La Tunisie a levé toutes ses réserves à la CEDAW et a également promulgué une loi générale pour lutter contre la violence à l'égard des femmes, qui a entre autres abrogé une disposition qui permettait aux violeurs de se marier avec leur victime mineure pour échapper aux poursuites.

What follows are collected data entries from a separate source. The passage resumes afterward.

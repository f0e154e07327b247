//! Role record statements
//!
//! Table and column names come from [`RoleKind::binding`], never from
//! request input, so formatting them into SQL is safe.

use marquee_core::{RoleAssignment, RoleHolder, RoleKind, RoleUpdate};
use rusqlite::{params, Connection, OptionalExtension};
use tracing::debug;

use crate::error::{is_foreign_key_violation, SqliteError, SqliteResult};

/// Insert a role record for `person_id` and return its id
pub fn insert_role_record(
    conn: &Connection,
    person_id: i64,
    role: &RoleAssignment,
) -> SqliteResult<i64> {
    let binding = role.kind.binding();
    let sql = format!(
        "INSERT INTO {} (person_id, {}) VALUES (?1, ?2)",
        binding.table,
        binding.detail.column()
    );

    conn.execute(&sql, params![person_id, role.value])
        .map_err(|e| {
            if is_foreign_key_violation(&e) {
                SqliteError::ForeignKey(format!("Person {} does not exist", person_id))
            } else {
                SqliteError::Rusqlite(e)
            }
        })?;

    let record_id = conn.last_insert_rowid();
    debug!(kind = %role.kind, person_id, record_id, "Inserted role record");
    Ok(record_id)
}

/// Stored descriptive value of the person's record of `kind`.
///
/// Outer `None` means the person holds no such record; inner `None` means the
/// record exists with a NULL value.
pub fn role_value(
    conn: &Connection,
    kind: RoleKind,
    person_id: i64,
) -> SqliteResult<Option<Option<String>>> {
    let binding = kind.binding();
    let sql = format!(
        "SELECT {} FROM {} WHERE person_id = ?1 ORDER BY {} LIMIT 1",
        binding.detail.column(),
        binding.table,
        binding.id_column
    );

    Ok(conn
        .query_row(&sql, [person_id], |row| row.get::<_, Option<String>>(0))
        .optional()?)
}

/// Rewrite the person's record of `update.kind`.
///
/// Reads first: when no record exists nothing is written and `false` is
/// returned. An omitted value keeps the stored one.
pub fn update_role_record(
    conn: &Connection,
    person_id: i64,
    update: &RoleUpdate,
) -> SqliteResult<bool> {
    let Some(stored) = role_value(conn, update.kind, person_id)? else {
        debug!(kind = %update.kind, person_id, "No role record to update");
        return Ok(false);
    };

    let value = match &update.value {
        Some(value) => Some(value.clone()),
        None => stored,
    };

    let binding = update.kind.binding();
    let sql = format!(
        "UPDATE {} SET {} = ?2 WHERE person_id = ?1",
        binding.table,
        binding.detail.column()
    );
    conn.execute(&sql, params![person_id, value])?;

    debug!(kind = %update.kind, person_id, "Updated role record");
    Ok(true)
}

/// Holders of `kind` joined with their names
pub fn list_role_holders(conn: &Connection, kind: RoleKind) -> SqliteResult<Vec<RoleHolder>> {
    let binding = kind.binding();
    let sql = format!(
        r#"
        SELECT r.{id}, r.person_id, r.{detail}, p.first_name, p.last_name
        FROM {table} r
        JOIN person p ON r.person_id = p.person_id
        ORDER BY r.{id}
        "#,
        id = binding.id_column,
        detail = binding.detail.column(),
        table = binding.table,
    );

    let mut stmt = conn.prepare(&sql)?;
    let holders = stmt
        .query_map([], |row| {
            Ok(RoleHolder {
                kind,
                record_id: row.get(0)?,
                person_id: row.get(1)?,
                detail: row.get(2)?,
                first_name: row.get(3)?,
                last_name: row.get(4)?,
            })
        })?
        .collect::<Result<Vec<_>, _>>()?;
    Ok(holders)
}

pub(crate) fn delete_role_records(
    conn: &Connection,
    kind: RoleKind,
    person_id: i64,
) -> SqliteResult<usize> {
    let sql = format!("DELETE FROM {} WHERE person_id = ?1", kind.table());
    Ok(conn.execute(&sql, [person_id])?)
}
//! Extractors that reject with the API's JSON error body instead of axum's
//! plain-text defaults

use axum::extract::{FromRequest, FromRequestParts};

use crate::WebError;

#[derive(FromRequest)]
#[from_request(via(axum::Json), rejection(WebError))]
pub struct ApiJson<T>(pub T);

#[derive(FromRequestParts)]
#[from_request(via(axum::extract::Path), rejection(WebError))]
pub struct ApiPath<T>(pub T);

Les experts se sont félicités de ces progrès continus en affirmant: «Nous encourageons vivement le gouvernement à maintenir cet élan positif et à s'attaquer à toutes les dispositions et pratiques discriminatoires qui empêchent les femmes de jouir de droits égaux à ceux des hommes. Celles-ci portent sur des questions telles que les relations familiales, le divorce et la garde des enfants, ainsi que la loi inégalitaire sur l’héritage. »

FIN

(*) Les experts:

M. Ahmed Shaheed (Maldives) a été nommé Rapporteur spécial sur la liberté de religion ou de conviction par le Conseil des droits de l'homme de l'ONU en 2016. M. Shaheed est professeur invité à l'Université d'Essex au Royaume-Uni; un ancien membre de la Commission présidentielle des Maldiviens enquêtant sur la corruption; et un conseiller en politique étrangère du président des Maldives.

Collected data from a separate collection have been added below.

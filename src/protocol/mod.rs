//! Protocol definitions and constants
//!
//! Everything here is immutable. Stateful objects (channel tables, ciphers,
//! reconnect state) are built explicitly and passed by reference.

use std::time::Duration;
use thiserror::Error;

/// Protocol errors that are fatal to a tunnel connection
#[derive(Debug, Error)]
pub enum ProtocolError {
    #[error("Version mismatch: expected {expected}, got {actual}")]
    VersionMismatch { expected: u8, actual: u8 },

    #[error("Invalid message type: {0}")]
    InvalidMessageType(u8),

    #[error("Message too large: {0} bytes")]
    MessageTooLarge(usize),

    #[error("Receive buffer limit exceeded: {0} bytes")]
    BufferOverflow(usize),

    #[error("Malformed payload: {0}")]
    MalformedPayload(String),
}

/// Tunnel protocol version carried in every frame header
pub const PROTOCOL_VERSION: u8 = 1;

/// Frame header: version, type, channel id, payload length
pub const FRAME_HEADER_SIZE: usize = 6;

/// Largest payload a single frame can carry (u16 length prefix)
pub const MAX_PAYLOAD_SIZE: usize = 65535;

/// Cap on buffered, not yet decoded, inbound bytes (10 MiB)
pub const MAX_BUFFER_SIZE: usize = 10 * 1024 * 1024;

/// Channel id reserved for connection-level messages
pub const CONTROL_CHANNEL: u16 = 0;

/// Bytes read from a local socket per DATA frame
pub const CHANNEL_READ_CHUNK: usize = 32 * 1024;

/// Longest host accepted in a CONNECT payload
pub const MAX_HOST_LEN: usize = 253;

/// Longest CONNECT_FAIL reason put on the wire
pub const MAX_REASON_LEN: usize = 128;

/// Client waits this long for CONNECT_OK/CONNECT_FAIL
pub const CHANNEL_CONNECT_TIMEOUT: Duration = Duration::from_secs(30);

/// Per-strategy upstream connect timeout
pub const UPSTREAM_ATTEMPT_TIMEOUT: Duration = Duration::from_secs(10);

/// Idle time on a tunnel connection before keepalive policy kicks in
pub const IDLE_TIMEOUT: Duration = Duration::from_secs(300);

/// Time allowed for a KEEPALIVE to be answered
pub const KEEPALIVE_TIMEOUT: Duration = Duration::from_secs(30);

/// Upper bound for reading one handshake line
pub const HANDSHAKE_LINE_TIMEOUT: Duration = Duration::from_secs(60);

/// Upper bound for TCP connect plus disguise handshake on the client
pub const HANDSHAKE_TIMEOUT: Duration = Duration::from_secs(30);

/// Longest handshake line either side will buffer
pub const MAX_LINE_LEN: usize = 1024;

/// Default freshness window for auth tokens, in seconds
pub const AUTH_MAX_AGE: u64 = 300;

/// Prefix of the string authenticated by the token MAC
pub const AUTH_CONTEXT: &str = "smtp-tunnel-auth";

/// HKDF salt for payload encryption keys
pub const KDF_SALT: &[u8] = b"smtp-tunnel-v1";

/// HKDF info for payload encryption keys
pub const KDF_INFO: &[u8] = b"tunnel-keys";

/// EHLO domain the client announces
pub const DEFAULT_EHLO_DOMAIN: &str = "tunnel-client.local";

/// Default SMTP submission port
pub const DEFAULT_PORT: u16 = 587;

Le Groupe de travail des Nations Unies sur la question de la discrimination contre les femmes en droit et dans la pratique a été créé par le Conseil de droits de l’homme en 2011 pour identifier, de promouvoir et d’échanger des vues, en consultation avec les États et les autres acteurs, sur les bonnes pratiques liées à l’élimination des lois que la discrimination contre les femmes. Le Groupe est également chargé de développer un dialogue avec les États et les autres acteurs sur les lois qui ont un effet discriminatoire en ce qui concerne les femmes.

Le Groupe de Travail est composé de cinq expertes indépendantes. La Présidente-Rapporteur est Emna Aouij (Tunisie), la Vice-Présidente Rapporteur est Eleonora Zielinska (Pologne) et les autres membres sont Mme Kamala Chandrakirana (Indonésie), Mme Alda Facio (Costa Rica) et Mme Frances Raday (Israël/Royaume-Uni). Pour plus d’information, connectez-vous sur : http://www.ohchr.org/EN/Issues/Women/WGWomen/Pages/WGWomenIndex.aspx

Les experts indépendants font partie de ce qui est désigné sous le nom des Procédures Spéciales du Conseil des droits de l’homme. Les procédures spéciales, l’organe le plus important d’experts indépendants du Système des droits de l’homme de l’ONU, est le terme général appliqué aux mécanismes d’enquête et de suivi indépendants du Conseil qui s’adressent aux situations spécifiques des pays ou aux questions thématiques partout dans le monde. Les experts des procédures spéciales travaillent à titre bénévole; ils ne font pas partie du personnel de l’ONU et ils ne reçoivent pas de salaire pour leur travail. Ils sont indépendants des gouvernements et des organisations et ils exercent leurs fonctions à titre indépendant.